- **ACTIVITY**
Each line below that includes "Identity" counts once; report the total and nothing more.

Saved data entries

------------------------------------------------------------------------

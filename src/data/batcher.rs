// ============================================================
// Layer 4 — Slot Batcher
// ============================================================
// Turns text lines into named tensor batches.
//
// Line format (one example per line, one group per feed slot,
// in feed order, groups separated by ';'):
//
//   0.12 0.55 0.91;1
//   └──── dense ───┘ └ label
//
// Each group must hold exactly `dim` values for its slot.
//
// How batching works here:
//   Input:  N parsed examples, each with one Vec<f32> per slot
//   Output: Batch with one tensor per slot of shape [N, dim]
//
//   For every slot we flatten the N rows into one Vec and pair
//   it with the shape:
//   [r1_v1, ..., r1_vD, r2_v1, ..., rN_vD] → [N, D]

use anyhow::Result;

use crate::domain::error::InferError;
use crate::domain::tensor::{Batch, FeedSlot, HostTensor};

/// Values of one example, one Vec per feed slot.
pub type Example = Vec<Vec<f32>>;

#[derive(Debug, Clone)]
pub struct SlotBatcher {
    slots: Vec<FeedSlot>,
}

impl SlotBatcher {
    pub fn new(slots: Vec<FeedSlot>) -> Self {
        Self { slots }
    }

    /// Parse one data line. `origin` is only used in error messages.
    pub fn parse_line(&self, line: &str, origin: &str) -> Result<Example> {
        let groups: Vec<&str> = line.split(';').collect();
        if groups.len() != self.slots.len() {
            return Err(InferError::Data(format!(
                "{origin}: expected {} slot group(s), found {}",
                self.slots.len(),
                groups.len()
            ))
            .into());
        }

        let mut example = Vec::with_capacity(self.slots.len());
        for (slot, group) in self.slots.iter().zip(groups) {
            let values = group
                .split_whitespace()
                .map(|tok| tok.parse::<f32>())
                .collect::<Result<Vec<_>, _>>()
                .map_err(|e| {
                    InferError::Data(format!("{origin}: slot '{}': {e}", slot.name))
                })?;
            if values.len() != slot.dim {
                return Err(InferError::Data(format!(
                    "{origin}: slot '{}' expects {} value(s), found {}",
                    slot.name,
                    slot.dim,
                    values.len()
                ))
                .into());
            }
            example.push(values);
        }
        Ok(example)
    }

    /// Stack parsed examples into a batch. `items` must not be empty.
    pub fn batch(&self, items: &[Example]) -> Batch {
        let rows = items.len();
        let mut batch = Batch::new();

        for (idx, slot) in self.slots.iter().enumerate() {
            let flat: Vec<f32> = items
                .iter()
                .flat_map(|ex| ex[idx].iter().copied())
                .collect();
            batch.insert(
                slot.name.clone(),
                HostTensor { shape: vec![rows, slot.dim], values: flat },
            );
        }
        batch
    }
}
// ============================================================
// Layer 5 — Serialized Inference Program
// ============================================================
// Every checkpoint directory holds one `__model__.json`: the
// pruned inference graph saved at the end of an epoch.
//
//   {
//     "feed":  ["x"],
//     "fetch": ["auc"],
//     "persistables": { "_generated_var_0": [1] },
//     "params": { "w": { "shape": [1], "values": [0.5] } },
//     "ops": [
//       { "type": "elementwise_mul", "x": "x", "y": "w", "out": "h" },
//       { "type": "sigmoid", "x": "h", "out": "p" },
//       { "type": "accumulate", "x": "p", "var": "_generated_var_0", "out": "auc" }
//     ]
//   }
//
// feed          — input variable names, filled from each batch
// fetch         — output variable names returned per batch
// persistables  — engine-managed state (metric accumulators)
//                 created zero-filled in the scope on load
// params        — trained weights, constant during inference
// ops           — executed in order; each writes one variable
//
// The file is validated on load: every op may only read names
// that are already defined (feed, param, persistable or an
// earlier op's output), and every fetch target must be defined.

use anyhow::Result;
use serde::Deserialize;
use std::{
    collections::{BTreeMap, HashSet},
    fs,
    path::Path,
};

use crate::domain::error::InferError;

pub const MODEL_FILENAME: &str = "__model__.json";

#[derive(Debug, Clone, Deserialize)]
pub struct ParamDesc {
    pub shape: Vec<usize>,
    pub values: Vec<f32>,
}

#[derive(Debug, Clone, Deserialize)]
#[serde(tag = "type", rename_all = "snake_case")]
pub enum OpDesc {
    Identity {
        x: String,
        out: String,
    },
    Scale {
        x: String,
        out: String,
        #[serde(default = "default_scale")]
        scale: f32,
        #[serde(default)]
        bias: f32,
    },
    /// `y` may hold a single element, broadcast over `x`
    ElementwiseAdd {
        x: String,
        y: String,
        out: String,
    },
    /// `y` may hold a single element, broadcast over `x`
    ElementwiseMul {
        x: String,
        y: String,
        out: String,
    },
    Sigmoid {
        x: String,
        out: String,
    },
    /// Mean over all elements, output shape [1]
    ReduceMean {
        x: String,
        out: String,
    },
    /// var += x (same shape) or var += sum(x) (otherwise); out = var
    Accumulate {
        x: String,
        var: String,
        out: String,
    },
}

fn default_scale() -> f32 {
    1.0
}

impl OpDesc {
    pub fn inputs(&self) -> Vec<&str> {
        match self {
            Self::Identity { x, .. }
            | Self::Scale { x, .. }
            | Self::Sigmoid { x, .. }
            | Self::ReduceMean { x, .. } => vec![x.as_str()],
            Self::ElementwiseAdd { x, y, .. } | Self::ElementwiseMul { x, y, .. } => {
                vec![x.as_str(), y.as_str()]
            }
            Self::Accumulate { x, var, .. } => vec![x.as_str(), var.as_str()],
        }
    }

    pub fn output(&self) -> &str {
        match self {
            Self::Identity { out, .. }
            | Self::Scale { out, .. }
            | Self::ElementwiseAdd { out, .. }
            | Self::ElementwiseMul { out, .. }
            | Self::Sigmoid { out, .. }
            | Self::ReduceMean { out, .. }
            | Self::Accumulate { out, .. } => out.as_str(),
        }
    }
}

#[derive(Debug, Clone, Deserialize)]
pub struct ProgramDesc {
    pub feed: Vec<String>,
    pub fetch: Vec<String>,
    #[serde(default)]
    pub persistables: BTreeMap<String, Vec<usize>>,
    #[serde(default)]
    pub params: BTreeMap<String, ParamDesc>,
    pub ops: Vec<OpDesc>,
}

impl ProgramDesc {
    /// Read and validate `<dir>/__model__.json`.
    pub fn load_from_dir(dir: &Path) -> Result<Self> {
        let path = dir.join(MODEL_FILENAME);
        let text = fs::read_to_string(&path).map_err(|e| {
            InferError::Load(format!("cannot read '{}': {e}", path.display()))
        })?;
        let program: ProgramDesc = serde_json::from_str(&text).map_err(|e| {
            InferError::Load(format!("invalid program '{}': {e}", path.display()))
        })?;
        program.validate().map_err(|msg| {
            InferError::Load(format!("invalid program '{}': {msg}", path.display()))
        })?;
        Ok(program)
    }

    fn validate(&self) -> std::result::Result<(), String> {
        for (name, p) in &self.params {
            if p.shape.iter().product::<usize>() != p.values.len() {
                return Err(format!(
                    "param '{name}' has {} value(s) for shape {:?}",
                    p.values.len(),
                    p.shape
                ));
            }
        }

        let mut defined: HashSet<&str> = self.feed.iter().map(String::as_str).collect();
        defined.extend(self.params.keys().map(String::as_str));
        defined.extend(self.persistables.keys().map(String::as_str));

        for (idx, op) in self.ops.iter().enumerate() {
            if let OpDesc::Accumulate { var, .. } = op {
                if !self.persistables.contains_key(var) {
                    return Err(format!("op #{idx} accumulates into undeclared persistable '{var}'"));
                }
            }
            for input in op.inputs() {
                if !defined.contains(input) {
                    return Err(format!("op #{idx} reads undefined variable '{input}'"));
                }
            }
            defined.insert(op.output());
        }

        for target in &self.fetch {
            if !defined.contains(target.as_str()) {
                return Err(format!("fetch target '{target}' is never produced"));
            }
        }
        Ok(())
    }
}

------------------------------------------------------------------------

- **RESULT OF THIS TASK**
3